For the children who are already affected, there is little anyone can do to help. “For acute malnutrition, we have a treatment and the child feels better,” Aburmishan said. But most of the research has shown that once a child has experienced stunting, there is no fixing the problem. The physical and cognitive effects are thought to be irreversible.
“The only cure is prevention,” Aburmishan said. That’s what humanitarian agencies are trying to do through food drops, vaccinations, community education programs on nutrition and support for breastfeeding mothers.
Alderman said it’s also been shown that stunted children can in some cases catch up – but, that’s hugely dependent on the existence of supports in place in schools and society that offer extra support to those students.
“There are studies that have followed Jamaican children for 25 years afterwards,” he said. “If they’re given a lot of resources, lots of time and stimulation they can catch up cognitively. But an economy that has been shattered doesn’t have the resources.” He said it might be feasible to take on these efforts for a handful of children, “but there’s no way that a country can get that type of resources to thousands or tens of thousands of children.”
There are some steps aid agencies can take, even in the midst of a conflict, to reduce the long-term impacts of malnutrition.
Mena Adalbert, nutrition coordinator for the International Rescue Committee in South Sudan, said one of the key preventative measures is to ensure children are not becoming even more malnourished due to disease or sanitary conditions.

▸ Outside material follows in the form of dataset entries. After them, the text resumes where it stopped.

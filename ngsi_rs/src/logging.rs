//! Logging setup.
//!
//! The subscriber is installed once at process start with an `error` filter.
//! After global flags are parsed the filter follows the resolved `--stderr`
//! level, unless `NGSI_LOG` is set, in which case the environment wins.

use std::fmt;
use std::str::FromStr;
use std::sync::OnceLock;

use tracing_subscriber::EnvFilter;

use crate::error::NgsiError;

/// Environment variable overriding every other log level source.
pub const LOG_ENV: &str = "NGSI_LOG";

type Reloader = Box<dyn Fn(EnvFilter) + Send + Sync>;

static RELOAD: OnceLock<Reloader> = OnceLock::new();

/// Level accepted by `--stderr` and `--syslog`.
#[derive(Debug, Clone, Copy, PartialEq, Eq, PartialOrd, Ord)]
pub enum LogLevel {
    Off,
    Err,
    Info,
    Debug,
}

impl LogLevel {
    fn directive(self) -> &'static str {
        match self {
            LogLevel::Off => "off",
            LogLevel::Err => "error",
            LogLevel::Info => "info",
            LogLevel::Debug => "debug",
        }
    }
}

impl FromStr for LogLevel {
    type Err = NgsiError;

    /// Case-insensitive; a `log` prefix is ignored (`LogInfo` == `info`).
    fn from_str(s: &str) -> Result<Self, NgsiError> {
        let lower = s.to_lowercase();
        let name = match lower.strip_prefix("log") {
            Some(rest) if !rest.is_empty() => rest,
            _ => lower.as_str(),
        };
        match name {
            "off" => Ok(LogLevel::Off),
            "err" => Ok(LogLevel::Err),
            "info" => Ok(LogLevel::Info),
            "debug" => Ok(LogLevel::Debug),
            _ => Err(NgsiError::new(
                "LogLevel",
                1,
                format!("unknown LogLevel: {}", name),
            )),
        }
    }
}

impl fmt::Display for LogLevel {
    fn fmt(&self, f: &mut fmt::Formatter<'_>) -> fmt::Result {
        let s = match self {
            LogLevel::Off => "off",
            LogLevel::Err => "err",
            LogLevel::Info => "info",
            LogLevel::Debug => "debug",
        };
        f.write_str(s)
    }
}

/// Install the stderr subscriber. Safe to call more than once.
pub fn init() {
    let from_env = EnvFilter::try_from_env(LOG_ENV).ok();
    let env_wins = from_env.is_some();
    let filter = from_env.unwrap_or_else(|| EnvFilter::new(LogLevel::Err.directive()));

    let builder = tracing_subscriber::fmt()
        .with_writer(std::io::stderr)
        .with_env_filter(filter)
        .with_target(false)
        .with_ansi(false)
        .without_time()
        .with_filter_reloading();
    let handle = builder.reload_handle();

    if builder.try_init().is_ok() && !env_wins {
        let _ = RELOAD.set(Box::new(move |filter| {
            let _ = handle.reload(filter);
        }));
    }
}

/// Follow the level resolved from flags and previous args.
pub fn set_stderr_level(level: LogLevel) {
    if let Some(reload) = RELOAD.get() {
        reload(EnvFilter::new(level.directive()));
    }
}
//! Bidirectional cursor over the raw argument slice.

/// Index-based cursor used by every parse phase.
///
/// `next_arg` advances past the end at most one step, so a single `prev`
/// after exhausting the stream still lands on "nothing left" instead of
/// re-reading the last token.
#[derive(Debug, Clone)]
pub struct Token<'t> {
    args: &'t [String],
    cur: usize,
}

impl<'t> Token<'t> {
    pub fn new(args: &'t [String]) -> Self {
        Self { args, cur: 0 }
    }

    /// Return the current token and advance.
    pub fn next_arg(&mut self) -> Option<&'t str> {
        let len = self.args.len();
        if self.cur >= len {
            self.cur = (self.cur + 1).min(len + 1);
            return None;
        }
        let arg = self.args[self.cur].as_str();
        self.cur += 1;
        Some(arg)
    }

    /// Return the current token without advancing.
    pub fn peek(&self) -> Option<&'t str> {
        self.args.get(self.cur).map(String::as_str)
    }

    /// Step back one position and return the token found there.
    pub fn prev(&mut self) -> Option<&'t str> {
        if self.cur == 0 {
            return None;
        }
        self.cur -= 1;
        self.args.get(self.cur).map(String::as_str)
    }

    /// Last raw argument, regardless of cursor position.
    pub fn last(&self) -> Option<&'t str> {
        self.args.last().map(String::as_str)
    }
}
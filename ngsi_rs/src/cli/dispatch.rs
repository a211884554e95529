//! Running a parsed invocation: client construction, the server-type gate,
//! the leaf action and the best-effort previous-args flush.

use tracing::{debug, warn};

use crate::client::{Client, ClientRequest};
use crate::error::{NgsiError, Result, sprint_msg};
use crate::session::Session;

use super::command::{App, Command};
use super::completion::BASH_COMPLETION;
use super::context::Context;
use super::help::print_command_help;
use super::parser::ngsi_run;

impl App {
    /// Parse and dispatch `args` (program name first).
    ///
    /// Parse errors are swallowed when the completion trigger ends `args`,
    /// so a half-typed command line never prints an error while completing.
    pub fn run(&self, args: &[String], session: &mut Session) -> Result<()> {
        const FUNC: &str = "Run";

        let parsed = match ngsi_run(self, args, session) {
            Ok(parsed) => parsed,
            Err(e) => {
                if args.last().map(String::as_str) == Some(BASH_COMPLETION) {
                    return Ok(());
                }
                return Err(NgsiError::wrap(FUNC, 1, e));
            }
        };
        let Some((command, ctx)) = parsed else {
            return Ok(());
        };
        if command.has_subcommands() {
            print_command_help(&ctx, session);
            return Ok(());
        }

        let result = match command.action {
            Some(action) => action(&ctx, session, ctx.client()),
            None => Err(NgsiError::new(FUNC, 3, format!("{}: action not found", ctx.chain()))),
        };

        if let Err(e) = session.save_previous_args() {
            warn!("previous args not saved: {}", e.tagged());
            session.eprint(sprint_msg(FUNC, 2, &format!("{}\n", e.message)));
        }
        result
    }

    /// Parse `args` without dispatching.
    pub fn parse<'a>(&'a self, args: &[String], session: &mut Session) -> Result<Option<(&'a Command, Context<'a>)>> {
        ngsi_run(self, args, session).map_err(|e| NgsiError::wrap("Parse", 1, e))
    }
}

/// Resolve the target host and build the clients the command asked for.
///
/// The host comes from `--host`, falling back to the remembered one. A host
/// different from the remembered one replaces it and drops the remembered
/// tenant and scope.
pub(crate) fn create_new_client(ctx: &mut Context<'_>, session: &mut Session) -> Result<()> {
    const FUNC: &str = "createNewClient";

    if let Some(host) = ctx.string_flag("host").cloned() {
        session.host = if host.value.is_empty() {
            session.settings.host.clone()
        } else {
            host.value.clone()
        };

        if session.settings.host != session.host {
            debug!("remembered host {} -> {}", session.settings.host, session.host);
            session.settings.host = session.host.clone();
            session.settings.tenant.clear();
            session.settings.scope.clear();
            session.updated = true;
        }

        if host.init_client {
            let client = new_client(ctx, session, host.skip_get_token, false)
                .map_err(|e| NgsiError::wrap(FUNC, 1, e))?;
            ctx.client = Some(client);
        }
    }

    if ctx.is_set("host2") {
        session.destination = ctx.string("host2");
        let client = new_client(ctx, session, false, true).map_err(|e| NgsiError::wrap(FUNC, 2, e))?;
        ctx.client2 = Some(client);
    }
    Ok(())
}

/// Per-client flag values; `…2` flags feed the destination client.
fn client_request(ctx: &Context<'_>, host: &str, skip_get_token: bool, dest: bool) -> ClientRequest {
    let suffix = if dest { "2" } else { "" };
    let value = |name: &str| {
        let name = format!("{}{}", name, suffix);
        ctx.is_set(&name).then(|| ctx.string(&name))
    };
    ClientRequest {
        host: host.to_string(),
        tenant: value("service"),
        scope: value("path"),
        token: value("oAuthToken"),
        skip_get_token,
        destination: dest,
    }
}

/// Build one client and check it against the command's server list.
pub(crate) fn new_client(ctx: &Context<'_>, session: &Session, skip_get_token: bool, dest: bool) -> Result<Client> {
    const FUNC: &str = "newClient";

    let host = if dest { &session.destination } else { &session.host };
    let request = client_request(ctx, host, skip_get_token, dest);

    let client = session.client_factory.new_client(session, &request).map_err(|e| {
        let mut msg = e.message.clone();
        if dest {
            msg.push_str(" (destination)");
        }
        NgsiError::with_source(FUNC, 2, msg, e)
    })?;

    if let Some(list) = ctx.server_list {
        let gate = client.gate_type();
        if !list.iter().any(|t| t.eq_ignore_ascii_case(&gate)) {
            let has = |t: &str| list.iter().any(|l| l.eq_ignore_ascii_case(t));
            if gate == "brokerld" && has("brokerv2") {
                return Err(NgsiError::new(FUNC, 3, "only available on NGSIv2"));
            }
            if gate == "brokerv2" && has("brokerld") {
                return Err(NgsiError::new(FUNC, 4, "only available on NGSI-LD"));
            }
            return Err(NgsiError::new(
                FUNC,
                5,
                format!("not supported by {}", client.server.kind()),
            ));
        }
    }

    Ok(client)
}

#[cfg(test)]
mod tests {
    use super::*;
    use crate::cli::common_flags::{global_flags, host_required_flag, scope_flag, tenant_flag};
    use crate::client::ClientFactory;
    use crate::cli::flag::StringFlag;
    use crate::config::{MemoryStore, StoredConfig};
    use crate::server::{ServerRecord, ServerTable};
    use crate::settings::Settings;

    fn args(v: &[&str]) -> Vec<String> {
        v.iter().map(|s| s.to_string()).collect()
    }

    fn show(ctx: &Context<'_>, session: &mut Session, client: Option<&Client>) -> Result<()> {
        let client = client.ok_or_else(|| NgsiError::new("show", 1, "no client"))?;
        session.print(format!(
            "{} {} {} {}\n",
            client.url,
            client.ngsi_type,
            client.tenant,
            ctx.args().len()
        ));
        Ok(())
    }

    fn fail(_: &Context<'_>, _: &mut Session, _: Option<&Client>) -> Result<()> {
        Err(NgsiError::new("fail", 1, "boom"))
    }

    fn app() -> App {
        App::new("ngsi", "0.9.0")
            .flags(global_flags())
            .command(
                Command::new("show")
                    .flag(host_required_flag())
                    .flag(tenant_flag())
                    .flag(scope_flag())
                    .flag(StringFlag::new("host2"))
                    .flag(StringFlag::new("service2"))
                    .server_list(&["brokerv2"])
                    .action(show),
            )
            .command(Command::new("ld").flag(host_required_flag()).server_list(&["brokerld"]).action(show))
            .command(Command::new("fail").flag(host_required_flag()).action(fail))
            .command(Command::new("bare"))
            .command(Command::new("group").subcommand(Command::new("leaf").action(|_, _, _| Ok(()))))
    }

    fn config() -> StoredConfig {
        let mut servers = ServerTable::new();
        servers.insert("orion", ServerRecord::broker("http://orion:1026", "v2"));
        let mut ld = ServerRecord::broker("http://orion-ld:1026", "ld");
        ld.tenant = "openiot".into();
        servers.insert("orion-ld", ld);
        let mut comet = ServerRecord::broker("http://comet:8666", "");
        comet.server_type = "comet".into();
        servers.insert("comet", comet);
        StoredConfig {
            servers,
            ..StoredConfig::default()
        }
    }

    #[test]
    fn action_receives_client_and_previous_args_are_saved() {
        let store = MemoryStore::new(config());
        let (s, out, _) = Session::capture();
        let mut s = s.with_store(store.clone());
        app().run(&args(&["ngsi", "show", "--host", "orion", "-s", "smart"]), &mut s).unwrap();
        assert_eq!(out.contents(), "http://orion:1026 v2 smart 0\n");

        let saved = store.snapshot().settings;
        assert_eq!(saved.host, "orion");
        assert_eq!(saved.tenant, "smart");
        assert_eq!(store.save_count(), 1);
    }

    #[test]
    fn remembered_host_is_reused() {
        let mut cfg = config();
        cfg.settings = Settings {
            host: "orion".into(),
            tenant: "remembered".into(),
            ..Settings::default()
        };
        let (s, out, _) = Session::capture();
        let mut s = s.with_store(MemoryStore::new(cfg));
        app().run(&args(&["ngsi", "show"]), &mut s).unwrap();
        assert_eq!(out.contents(), "http://orion:1026 v2 remembered 0\n");
    }

    #[test]
    fn server_list_gate() {
        let cases = [
            (vec!["ngsi", "show", "--host", "orion-ld"], "newClient003 only available on NGSIv2"),
            (vec!["ngsi", "ld", "--host", "orion"], "newClient004 only available on NGSI-LD"),
            (vec!["ngsi", "show", "--host", "comet"], "newClient005 not supported by comet"),
        ];
        for (a, expected) in cases {
            let mut s = Session::sink().with_store(MemoryStore::new(config()));
            let err = app().run(&args(&a), &mut s).unwrap_err();
            let innermost = err.causes().last().map(crate::error::message).unwrap();
            assert_eq!(innermost, expected, "{a:?}");
        }
    }

    struct Refusing;

    impl ClientFactory for Refusing {
        fn new_client(&self, _: &Session, request: &ClientRequest) -> Result<Client> {
            Err(NgsiError::new("refuse", 1, format!("refused {}", request.host)))
        }
    }

    #[test]
    fn factory_errors_are_wrapped() {
        let mut s = Session::sink()
            .with_store(MemoryStore::new(config()))
            .with_client_factory(Refusing);
        let err = app().run(&args(&["ngsi", "show", "--host", "orion"]), &mut s).unwrap_err();
        assert_eq!(err.message, "refused orion");
        let chain: Vec<String> = err.causes().map(crate::error::message).collect();
        assert!(chain.contains(&"newClient002 refused orion".to_string()), "{chain:?}");
        assert!(chain.contains(&"createNewClient001 refused orion".to_string()), "{chain:?}");
    }

    #[test]
    fn destination_errors_are_marked() {
        let mut s = Session::sink().with_store(MemoryStore::new(config()));
        let a = args(&["ngsi", "show", "--host", "orion", "--host2", "nowhere"]);
        let err = app().run(&a, &mut s).unwrap_err();
        assert_eq!(err.message, "error host: nowhere (destination)");
    }

    #[test]
    fn destination_client_uses_suffixed_flags() {
        let app = app();
        let mut s = Session::sink().with_store(MemoryStore::new(config()));
        let a = args(&["ngsi", "show", "--host", "orion", "--host2", "localhost:1026", "--service2", "dest"]);
        let (_, ctx) = app.parse(&a, &mut s).unwrap().unwrap();
        let c2 = ctx.client2().unwrap();
        assert!(c2.destination);
        assert_eq!(c2.url, "http://localhost:1026");
        assert_eq!(c2.tenant, "dest");
        assert_eq!(ctx.client().unwrap().tenant, "");
    }

    #[test]
    fn destination_client_is_gated_by_the_server_list() {
        let mut s = Session::sink().with_store(MemoryStore::new(config()));
        let a = args(&["ngsi", "show", "--host", "orion", "--host2", "orion-ld"]);
        let err = app().run(&a, &mut s).unwrap_err();
        assert_eq!(err.message, "only available on NGSIv2");
        let chain: Vec<String> = err.causes().map(crate::error::message).collect();
        assert!(chain.iter().any(|m| m.starts_with("createNewClient002")), "{chain:?}");
    }

    #[test]
    fn save_failure_does_not_fail_the_command() {
        let (s, _, err) = Session::capture();
        let mut s = s.with_store(MemoryStore::new(config()).failing());
        app().run(&args(&["ngsi", "show", "--host", "orion"]), &mut s).unwrap();
        assert_eq!(err.contents(), "Run002 read-only store\n");
    }

    #[test]
    fn action_errors_are_returned_after_saving() {
        let store = MemoryStore::new(config());
        let mut s = Session::sink().with_store(store.clone());
        let err = app().run(&args(&["ngsi", "fail", "--host", "orion"]), &mut s).unwrap_err();
        assert_eq!(err.tagged(), "fail001 boom");
        assert_eq!(store.save_count(), 1);
    }

    #[test]
    fn missing_action_and_group_help() {
        let mut s = Session::sink().with_store(MemoryStore::new(config()));
        let err = app().run(&args(&["ngsi", "bare"]), &mut s).unwrap_err();
        assert_eq!(err.tagged(), "Run003 bare: action not found");

        let (s, out, _) = Session::capture();
        let mut s = s.with_store(MemoryStore::new(config()));
        app().run(&args(&["ngsi", "group"]), &mut s).unwrap();
        assert!(out.contents().starts_with("NAME:\n   ngsi group - \n"));
    }

    #[test]
    fn errors_are_swallowed_while_completing() {
        let mut s = Session::sink().with_store(MemoryStore::new(config()));
        let a = args(&["ngsi", "nope", BASH_COMPLETION]);
        app().run(&a, &mut s).unwrap();

        let err = app().run(&args(&["ngsi", "nope"]), &mut s).unwrap_err();
        assert_eq!(err.tagged(), "Run001 nope not found");
    }

    #[test]
    fn parse_wraps_errors() {
        let app = app();
        let mut s = Session::sink().with_store(MemoryStore::new(config()));
        let err = app.parse(&args(&["ngsi", "nope"]), &mut s).err().unwrap();
        assert_eq!(err.tagged(), "Parse001 nope not found");
    }
}
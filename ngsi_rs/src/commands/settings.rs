//! `ngsi settings` - inspect and edit the remembered previous args.

use crate::cli::command::Command;
use crate::cli::context::Context;
use crate::cli::flag::{BoolFlag, StringFlag};
use crate::cli::validation::ValidationFlag;
use crate::client::Client;
use crate::error::{NgsiError, Result};
use crate::session::Session;

pub(super) fn command() -> Command {
    Command::new("settings")
        .category("MANAGEMENT")
        .usage("manage settings")
        .subcommand(
            Command::new("list")
                .usage("List settings")
                .flag(BoolFlag::new("all").usage("all items"))
                .action(list),
        )
        .subcommand(
            Command::new("delete")
                .usage("Delete setting")
                .flag(StringFlag::new("items").alias("i").usage("setting `ITEMS` (comma separated)"))
                .required_flags(&["items"])
                .action(delete),
        )
        .subcommand(Command::new("clear").usage("Clear settings").action(clear))
        .subcommand(
            Command::new("previousArgs")
                .usage("Set PreviousArgs mode")
                .flag(BoolFlag::new("off").alias("d").usage("off (disable)"))
                .flag(BoolFlag::new("on").alias("e").usage("on (enable)"))
                .validate(ValidationFlag::xnor("on", "off"))
                .action(previous_args),
        )
}

/// Persist now so the post-action flush has nothing left to write.
fn save(session: &mut Session, func: &'static str, errno: u32) -> Result<()> {
    session.save_config().map_err(|e| NgsiError::wrap(func, errno, e))?;
    session.updated = false;
    Ok(())
}

fn list(ctx: &Context<'_>, session: &mut Session, _: Option<&Client>) -> Result<()> {
    let all = ctx.bool("all");

    let mut out = String::new();
    if !session.settings.use_previous_args {
        out.push_str("PreviousArgs off\n");
    }
    for (key, value) in session.settings.display_items() {
        if all || !value.is_empty() {
            out.push_str(&format!("{}: {}\n", key, value));
        }
    }
    session.print(out);
    Ok(())
}

fn delete(ctx: &Context<'_>, session: &mut Session, _: Option<&Client>) -> Result<()> {
    const FUNC: &str = "settingsDelete";

    let mut settings = session.settings.clone();
    for item in ctx.string("items").split(',') {
        if !settings.delete_item(item) {
            return Err(NgsiError::new(FUNC, 2, format!("{} not found", item.to_lowercase())));
        }
    }
    session.settings = settings;
    save(session, FUNC, 3)
}

fn clear(_: &Context<'_>, session: &mut Session, _: Option<&Client>) -> Result<()> {
    session.settings.clear_values();
    save(session, "settingsClear", 1)
}

fn previous_args(ctx: &Context<'_>, session: &mut Session, _: Option<&Client>) -> Result<()> {
    session.settings.use_previous_args = ctx.bool("on");
    session.settings.clear_values();
    save(session, "settingsPreviousArgs", 2)
}
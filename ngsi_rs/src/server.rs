//! Registered brokers and servers, looked up by alias.

use std::collections::BTreeMap;

use serde::{Deserialize, Serialize};
use serde_json::Value;

use crate::error::{NgsiError, Result};

/// Static metadata about one registered server.
#[derive(Debug, Clone, Default, PartialEq, Serialize, Deserialize)]
#[serde(rename_all = "camelCase", default)]
pub struct ServerRecord {
    #[serde(skip_serializing_if = "String::is_empty")]
    pub server_type: String,
    /// Either an http(s) URL or the alias of another record.
    #[serde(skip_serializing_if = "String::is_empty")]
    pub server_host: String,
    /// Older configuration files store the URL here.
    #[serde(rename = "brokerHost", skip_serializing_if = "String::is_empty")]
    pub broker_host: String,
    #[serde(skip_serializing_if = "String::is_empty")]
    pub broker_type: String,
    #[serde(skip_serializing_if = "String::is_empty")]
    pub ngsi_type: String,
    #[serde(skip_serializing_if = "String::is_empty")]
    pub api_path: String,
    #[serde(skip_serializing_if = "String::is_empty")]
    pub idm_type: String,
    #[serde(skip_serializing_if = "String::is_empty")]
    pub idm_host: String,
    #[serde(skip_serializing_if = "String::is_empty")]
    pub token: String,
    #[serde(skip_serializing_if = "String::is_empty")]
    pub tenant: String,
    #[serde(skip_serializing_if = "String::is_empty")]
    pub scope: String,
    #[serde(skip_serializing_if = "String::is_empty")]
    pub context: String,
    #[serde(skip_serializing_if = "String::is_empty")]
    pub safe_string: String,
    /// Credentials and anything else this crate does not interpret.
    #[serde(flatten)]
    pub extra: BTreeMap<String, Value>,
}

impl ServerRecord {
    pub fn broker(host: &str, ngsi_type: &str) -> Self {
        Self {
            server_type: "broker".to_string(),
            server_host: host.to_string(),
            ngsi_type: ngsi_type.to_string(),
            ..Self::default()
        }
    }

    /// URL (or referenced alias) of this record.
    pub fn host(&self) -> &str {
        if self.server_host.is_empty() {
            &self.broker_host
        } else {
            &self.server_host
        }
    }

    /// Record type, `broker` when unspecified.
    pub fn kind(&self) -> &str {
        if self.server_type.is_empty() {
            "broker"
        } else {
            &self.server_type
        }
    }
}

pub fn is_http(url: &str) -> bool {
    url.starts_with("http://") || url.starts_with("https://")
}

/// Lookup of server metadata by alias.
pub trait ServerRegistry {
    /// Resolve `alias`. Unless `skip_ref_host`, a record pointing at another
    /// alias is merged with that alias' record (one level only).
    fn lookup(&self, alias: &str, skip_ref_host: bool) -> Result<ServerRecord>;

    /// All known aliases, sorted.
    fn aliases(&self) -> Vec<&str>;
}

/// The `brokers` table of the configuration file.
#[derive(Debug, Clone, Default, PartialEq, Serialize, Deserialize)]
#[serde(transparent)]
pub struct ServerTable(BTreeMap<String, ServerRecord>);

impl ServerTable {
    pub fn new() -> Self {
        Self::default()
    }

    pub fn insert(&mut self, alias: &str, record: ServerRecord) {
        self.0.insert(alias.to_string(), record);
    }

    pub fn get(&self, alias: &str) -> Option<&ServerRecord> {
        self.0.get(alias)
    }

    pub fn contains(&self, alias: &str) -> bool {
        self.0.contains_key(alias)
    }

    pub fn len(&self) -> usize {
        self.0.len()
    }

    pub fn is_empty(&self) -> bool {
        self.0.is_empty()
    }

    pub fn iter(&self) -> impl Iterator<Item = (&String, &ServerRecord)> {
        self.0.iter()
    }
}

impl ServerRegistry for ServerTable {
    fn lookup(&self, alias: &str, skip_ref_host: bool) -> Result<ServerRecord> {
        const FUNC: &str = "lookupServer";

        if alias.is_empty() {
            return Err(NgsiError::new(FUNC, 1, "host not found"));
        }
        let record = self
            .0
            .get(alias)
            .ok_or_else(|| NgsiError::new(FUNC, 2, format!("{} not found", alias)))?;

        let host = record.host();
        if skip_ref_host || is_http(host) {
            return Ok(record.clone());
        }
        if host.is_empty() {
            return Err(NgsiError::new(FUNC, 3, "host not found"));
        }

        let target = self
            .0
            .get(host)
            .ok_or_else(|| NgsiError::new(FUNC, 4, format!("{} not found", host)))?;
        if !is_http(target.host()) {
            return Err(NgsiError::new(
                FUNC,
                5,
                format!("url error: {}", target.host()),
            ));
        }

        let mut merged = target.clone();
        if !record.tenant.is_empty() {
            merged.tenant = record.tenant.clone();
        }
        if !record.scope.is_empty() {
            merged.scope = record.scope.clone();
        }
        if !record.token.is_empty() {
            merged.token = record.token.clone();
        }
        Ok(merged)
    }

    fn aliases(&self) -> Vec<&str> {
        self.0.keys().map(String::as_str).collect()
    }
}

#[cfg(test)]
mod tests {
    use super::*;

    fn table() -> ServerTable {
        let mut t = ServerTable::new();
        t.insert("orion", ServerRecord::broker("http://localhost:1026", "v2"));
        t.insert(
            "orion-ld",
            ServerRecord::broker("http://localhost:1026/", "ld"),
        );
        let mut alias = ServerRecord {
            server_host: "orion".into(),
            tenant: "openiot".into(),
            ..ServerRecord::default()
        };
        alias.scope = "/iot".into();
        t.insert("myiot", alias);
        t.insert(
            "dangling",
            ServerRecord {
                server_host: "nowhere".into(),
                ..ServerRecord::default()
            },
        );
        t
    }

    #[test]
    fn lookup_direct_record() {
        let r = table().lookup("orion", false).unwrap();
        assert_eq!(r.host(), "http://localhost:1026");
        assert_eq!(r.kind(), "broker");
    }

    #[test]
    fn lookup_follows_reference_keeping_own_tenant() {
        let r = table().lookup("myiot", false).unwrap();
        assert_eq!(r.host(), "http://localhost:1026");
        assert_eq!(r.ngsi_type, "v2");
        assert_eq!(r.tenant, "openiot");
        assert_eq!(r.scope, "/iot");
    }

    #[test]
    fn skip_ref_host_returns_record_unchanged() {
        let r = table().lookup("myiot", true).unwrap();
        assert_eq!(r.host(), "orion");
    }

    #[test]
    fn lookup_errors() {
        let t = table();
        assert_eq!(
            t.lookup("", false).unwrap_err().tagged(),
            "lookupServer001 host not found"
        );
        assert_eq!(
            t.lookup("unknown", false).unwrap_err().tagged(),
            "lookupServer002 unknown not found"
        );
        assert_eq!(
            t.lookup("dangling", false).unwrap_err().tagged(),
            "lookupServer004 nowhere not found"
        );
    }

    #[test]
    fn aliases_are_sorted() {
        assert_eq!(
            table().aliases(),
            vec!["dangling", "myiot", "orion", "orion-ld"]
        );
    }

    #[test]
    fn unknown_fields_survive_round_trip() {
        let json = r#"{"orion":{"serverType":"broker","serverHost":"http://o","password":"x"}}"#;
        let t: ServerTable = serde_json::from_str(json).unwrap();
        let out = serde_json::to_value(&t).unwrap();
        assert_eq!(out["orion"]["password"], "x");
        assert_eq!(out["orion"]["serverHost"], "http://o");
        assert!(out["orion"].get("tenant").is_none());
    }

    #[test]
    fn legacy_broker_host_field() {
        let json = r#"{"old":{"brokerHost":"http://legacy:1026","ngsiType":"v2"}}"#;
        let t: ServerTable = serde_json::from_str(json).unwrap();
        assert_eq!(t.lookup("old", false).unwrap().host(), "http://legacy:1026");
    }
}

When children rely on dirty drinking water, diarrhea or other diseases can mean they gain even fewer nutrients from the little food they’re eating.
There’s also evidence that working with mothers to ensure they breastfeed their children – at least for the first six months – can reduce the likelihood a child will become chronically malnourished. Moran says programs educating mothers and providing them with support can improve the long-term situation. But only if aid agencies can access those mothers and if they have the funding to mount the programs.
These interventions are also crucial because stunting can become cyclical. Woman who are stunted due to chronic malnutrition are more likely to have children who will be stunted, “creating an intergenerational cycle of poverty and reduced human capital that is difficult to break,” according to a study on stunting in developing countries. This can be both because of genetics and socioeconomic circumstances: Not only are children of stunted mothers often born smaller, but they are often born into circumstances of poverty and deprivation, according to another study on childhood stunting.
Experts say what is most critical now is adequate funding for all these humanitarian programs and preventative measures, mixed with efforts to keep those who have experienced stunting from being left behind. But only about half of the money needed for South Sudan’s immediate humanitarian response plan has come through – and that does not even take into account the long-term development programming that might help a stunted child catch up.